Muhammad Ali was born in Louisville, Kentucky and raised in a Baptist household.
In a famous conversion in 1964, Ali renounced Christianity and announced that he was a member of the Nation of Islam. He had been incredibly disenchanted with the segregation of the United States and after learning of the militant Islamic freedom fighter, Malcom X, Ali decided to join and changed his name from Cassius Marcellus Clay, Jr. to Muhammad Ali.1
In his youth, Ali’s faith and anger at American racism made him a controversial figure, speaking out against white Americans and saying things like:
Integration is wrong. We don’t want to live with the white man; that’s all.
No intelligent black man or black woman in his or her right black mind wants white boys and white girls coming to their homes to marry their black sons and daughters.2
Later in life, Ali mellowed, converted to a small sect of Islam called Sufi3 and even acknowledges other religions as containing some truth, saying:
Rivers, ponds, lakes and streams – they all have different names, but they all contain water. Just as religions do – they all contain truths.4
As a devout Muslim, Ali was deeply saddened by the 9/11 World Trade Center attacks in New York City and the subsequent anti-Muslim sentiment that swept the U.S. He made a statement saying:
Islam is a religion of peace. Islam does not promote terrorism or the killing of people…If the culprits are Muslim, they have twisted the teachings of Islam.5
From fighting in the ring to fighting the man
Ali tells a story of winning an Olympic gold medal in Italy and returning to the U.S. a champion, only to be denied service at a local five-and-dime store because he is black. This was the moment he decided to become a social activist.
Ali has championed many issues relating to civil rights and racial equality. He also stood up against the U.S. war in Vietnam and refused to be drafted. The incident was highly controversial at the time and Ali even took his case as high as the U.S. Supreme Court where he was acquitted of all charges. He said:
I ain’t got no quarrel with them Viet Cong… No Viet Cong ever called me nigger.6
Ali is a Democrat and even campaigned for Jimmy Carter in 1980, who lost to Ronald Reagan.7
Ali was loved and respected as an athlete by white and black America alike. His high-profile, celebrity status did much to bring these issues to the forefront at the height of the civil rights movement. It is even said that he inspired Dr.
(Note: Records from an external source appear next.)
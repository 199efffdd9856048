//! Single-threaded event loop.
//!
//! Terminal threads and application workers never touch application state.
//! They post [`LoopEvent`]s into one channel; the thread that owns the
//! [`TuiRuntime`] drains that channel and is the only one that calls into the
//! [`EventHandler`].

use std::sync::atomic::{AtomicBool, Ordering};
use std::sync::mpsc::{self, Receiver, Sender};
use std::sync::Arc;

use tracing::debug;

use crate::config::TuiConfig;
use crate::core::input::{parse_input_events, InputEvent};
use crate::core::terminal::Terminal;
use crate::render::{DiffRenderer, Frame};

const STOP_DRAIN_MAX_MS: u64 = 1000;
const STOP_DRAIN_IDLE_MS: u64 = 50;
const ALT_SCREEN_ENTER: &str = "\x1b[?1049h";
const ALT_SCREEN_LEAVE: &str = "\x1b[?1049l";
const BRACKETED_PASTE_ENABLE: &str = "\x1b[?2004h";
const BRACKETED_PASTE_DISABLE: &str = "\x1b[?2004l";
const HIDE_CURSOR: &str = "\x1b[?25l";
const SHOW_CURSOR: &str = "\x1b[?25h";

/// Work item consumed by the loop thread.
#[derive(Debug)]
pub enum LoopEvent<E> {
    Input(String),
    Resize,
    App(E),
    Render,
    Stop,
}

/// Application side of the loop. Every method runs on the loop thread.
pub trait EventHandler<E> {
    fn on_input(&mut self, event: InputEvent);

    fn on_event(&mut self, event: E);

    fn on_resize(&mut self, _columns: u16, _rows: u16) {}

    fn render(&mut self, columns: usize, rows: usize) -> Frame;
}

/// Cloneable, thread-safe way to post work into a running loop.
pub struct RuntimeHandle<E> {
    sender: Sender<LoopEvent<E>>,
    stopped: Arc<AtomicBool>,
}

impl<E> Clone for RuntimeHandle<E> {
    fn clone(&self) -> Self {
        Self {
            sender: self.sender.clone(),
            stopped: Arc::clone(&self.stopped),
        }
    }
}

impl<E> RuntimeHandle<E> {
    /// Posts an application event. Returns `false` if the loop has stopped and
    /// the event was discarded.
    pub fn dispatch(&self, event: E) -> bool {
        if self.is_stopped() {
            return false;
        }
        self.sender.send(LoopEvent::App(event)).is_ok()
    }

    pub fn request_render(&self) {
        if !self.is_stopped() {
            let _ = self.sender.send(LoopEvent::Render);
        }
    }

    pub fn request_stop(&self) {
        let _ = self.sender.send(LoopEvent::Stop);
    }

    pub fn is_stopped(&self) -> bool {
        self.stopped.load(Ordering::SeqCst)
    }
}

pub struct TuiRuntime<T: Terminal, E> {
    terminal: T,
    renderer: DiffRenderer,
    sender: Sender<LoopEvent<E>>,
    receiver: Receiver<LoopEvent<E>>,
    stopped: Arc<AtomicBool>,
    stop_requested: bool,
    alternate_screen: bool,
    running: bool,
}

impl<T: Terminal, E: Send + 'static> TuiRuntime<T, E> {
    pub fn new(terminal: T, config: &TuiConfig) -> Self {
        let (sender, receiver) = mpsc::channel();
        Self {
            terminal,
            renderer: DiffRenderer::new(),
            sender,
            receiver,
            stopped: Arc::new(AtomicBool::new(false)),
            stop_requested: false,
            alternate_screen: config.alternate_screen,
            running: false,
        }
    }

    pub fn handle(&self) -> RuntimeHandle<E> {
        RuntimeHandle {
            sender: self.sender.clone(),
            stopped: Arc::clone(&self.stopped),
        }
    }

    pub fn start(&mut self) -> std::io::Result<()> {
        let input_sender = self.sender.clone();
        let resize_sender = self.sender.clone();
        self.terminal.start(
            Box::new(move |data| {
                let _ = input_sender.send(LoopEvent::Input(data));
            }),
            Box::new(move || {
                let _ = resize_sender.send(LoopEvent::Resize);
            }),
        )?;

        self.running = true;
        self.stopped.store(false, Ordering::SeqCst);
        self.stop_requested = false;
        let mut prelude = String::new();
        if self.alternate_screen {
            prelude.push_str(ALT_SCREEN_ENTER);
        }
        prelude.push_str(BRACKETED_PASTE_ENABLE);
        prelude.push_str(HIDE_CURSOR);
        self.terminal.write(&prelude);
        self.renderer.request_full_redraw_next();
        let _ = self.sender.send(LoopEvent::Render);
        debug!(
            columns = self.terminal.columns(),
            rows = self.terminal.rows(),
            "terminal runtime started"
        );
        Ok(())
    }

    /// True once [`LoopEvent::Stop`] was processed or [`TuiRuntime::stop`] ran.
    pub fn stop_requested(&self) -> bool {
        self.stop_requested || !self.running
    }

    /// Blocks for at least one event, drains everything already queued, then
    /// renders once if anything changed.
    pub fn run_blocking_once<H: EventHandler<E>>(&mut self, handler: &mut H) {
        if !self.running {
            return;
        }
        let Ok(first) = self.receiver.recv() else {
            self.stop_requested = true;
            return;
        };

        let mut needs_render = self.apply(first, handler);
        while let Ok(event) = self.receiver.try_recv() {
            needs_render |= self.apply(event, handler);
        }

        if needs_render && !self.stop_requested {
            self.render_now(handler);
        }
    }

    /// Applies every queued event without blocking. Returns how many were applied.
    pub fn run_pending<H: EventHandler<E>>(&mut self, handler: &mut H) -> usize {
        let mut applied = 0;
        let mut needs_render = false;
        while let Ok(event) = self.receiver.try_recv() {
            needs_render |= self.apply(event, handler);
            applied += 1;
        }
        if needs_render && self.running && !self.stop_requested {
            self.render_now(handler);
        }
        applied
    }

    pub fn render_now<H: EventHandler<E>>(&mut self, handler: &mut H) {
        let columns = usize::from(self.terminal.columns());
        let rows = usize::from(self.terminal.rows());
        let frame = handler.render(columns, rows);
        let output = self.renderer.render(&frame, columns, rows);
        self.terminal.write(&output);
    }

    fn apply<H: EventHandler<E>>(&mut self, event: LoopEvent<E>, handler: &mut H) -> bool {
        match event {
            LoopEvent::Input(data) => {
                let events = parse_input_events(&data);
                let any = !events.is_empty();
                for event in events {
                    handler.on_input(event);
                }
                any
            }
            LoopEvent::Resize => {
                self.renderer.request_full_redraw_next();
                handler.on_resize(self.terminal.columns(), self.terminal.rows());
                true
            }
            LoopEvent::App(event) => {
                handler.on_event(event);
                true
            }
            LoopEvent::Render => true,
            LoopEvent::Stop => {
                self.stop_requested = true;
                false
            }
        }
    }

    /// Restores the terminal. Events dispatched after this point are discarded.
    pub fn stop(&mut self) -> std::io::Result<()> {
        self.stopped.store(true, Ordering::SeqCst);
        if !self.running {
            return Ok(());
        }
        self.running = false;

        let mut epilogue = String::from(SHOW_CURSOR);
        epilogue.push_str(BRACKETED_PASTE_DISABLE);
        if self.alternate_screen {
            epilogue.push_str(ALT_SCREEN_LEAVE);
        }
        self.terminal.write(&epilogue);
        self.terminal
            .drain_input(STOP_DRAIN_MAX_MS, STOP_DRAIN_IDLE_MS);
        let result = self.terminal.stop();

        let discarded = self.receiver.try_iter().count();
        if discarded > 0 {
            debug!(discarded, "discarded events queued at shutdown");
        }
        result
    }
}

impl<T: Terminal, E> Drop for TuiRuntime<T, E> {
    fn drop(&mut self) {
        self.stopped.store(true, Ordering::SeqCst);
        if self.running {
            self.running = false;
            self.terminal.write(SHOW_CURSOR);
            let _ = self.terminal.stop();
        }
    }
}

#[cfg(test)]
mod tests {
    use super::*;
    use crate::core::input::Key;
    use crate::core::terminal::test_support::FakeTerminal;

    #[derive(Default)]
    struct Recorder {
        inputs: Vec<InputEvent>,
        events: Vec<u32>,
        renders: usize,
        resizes: usize,
    }

    impl EventHandler<u32> for Recorder {
        fn on_input(&mut self, event: InputEvent) {
            self.inputs.push(event);
        }

        fn on_event(&mut self, event: u32) {
            self.events.push(event);
        }

        fn on_resize(&mut self, _columns: u16, _rows: u16) {
            self.resizes += 1;
        }

        fn render(&mut self, _columns: usize, _rows: usize) -> Frame {
            self.renders += 1;
            Frame::new(vec![format!("events={}", self.events.len())])
        }
    }

    fn started_runtime() -> (TuiRuntime<FakeTerminal, u32>, FakeTerminal) {
        let terminal = FakeTerminal::new(40, 5);
        let probe = terminal.clone();
        let mut runtime = TuiRuntime::new(terminal, &TuiConfig::default());
        runtime.start().expect("start");
        (runtime, probe)
    }

    #[test]
    fn events_from_other_threads_are_applied_on_the_loop_thread() {
        let (mut runtime, _probe) = started_runtime();
        let handle = runtime.handle();
        let mut recorder = Recorder::default();

        let worker = std::thread::spawn(move || {
            assert!(handle.dispatch(7));
            assert!(handle.dispatch(8));
        });
        worker.join().expect("worker");

        runtime.run_blocking_once(&mut recorder);
        assert_eq!(recorder.events, vec![7, 8]);
        assert_eq!(recorder.renders, 1);
    }

    #[test]
    fn terminal_input_is_decoded_before_reaching_the_handler() {
        let (mut runtime, probe) = started_runtime();
        let mut recorder = Recorder::default();

        probe.send_input("hi\r");
        probe.send_resize();
        runtime.run_pending(&mut recorder);

        assert_eq!(
            recorder.inputs,
            vec![
                InputEvent::Text("hi".to_string()),
                InputEvent::Key(Key::Enter)
            ]
        );
        assert_eq!(recorder.resizes, 1);
        assert!(probe.take_output().contains("events=0"));
    }

    #[test]
    fn dispatch_after_stop_is_discarded() {
        let (mut runtime, probe) = started_runtime();
        let handle = runtime.handle();
        let mut recorder = Recorder::default();

        handle.request_stop();
        runtime.run_blocking_once(&mut recorder);
        assert!(runtime.stop_requested());

        runtime.stop().expect("stop");
        assert!(!handle.dispatch(1));
        assert!(recorder.events.is_empty());

        let state = probe.state.lock().expect("state lock");
        assert!(state.started && state.stopped && state.drained);
        assert!(state.output.contains(SHOW_CURSOR));
    }
}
Martin Luther King, Jr. to finally stand up to then-president Lyndon Johnson against the Vietnam War.8
- Muhammad Ali biography. Notablebiographies. [↩]
- Ali: the legacy. Theguardian. [↩]
- Muhammad Ali has embraced Sufi Islam and is on a new spiritual quest. Beliefnet. [↩]
- Muhammad Ali Quotes. Brainyquote. [↩]
- Islam is a religion of Peace, not Terrorism. Mediamonitors. [↩]
- Boxing legend Muhammad Ali turns 70. Colorlines. [↩]
- Muhammad Ali biography. Jrank. [↩]
- Backtalk; Today’s Athletes Owe Everything to Ali. Nytimes. [↩]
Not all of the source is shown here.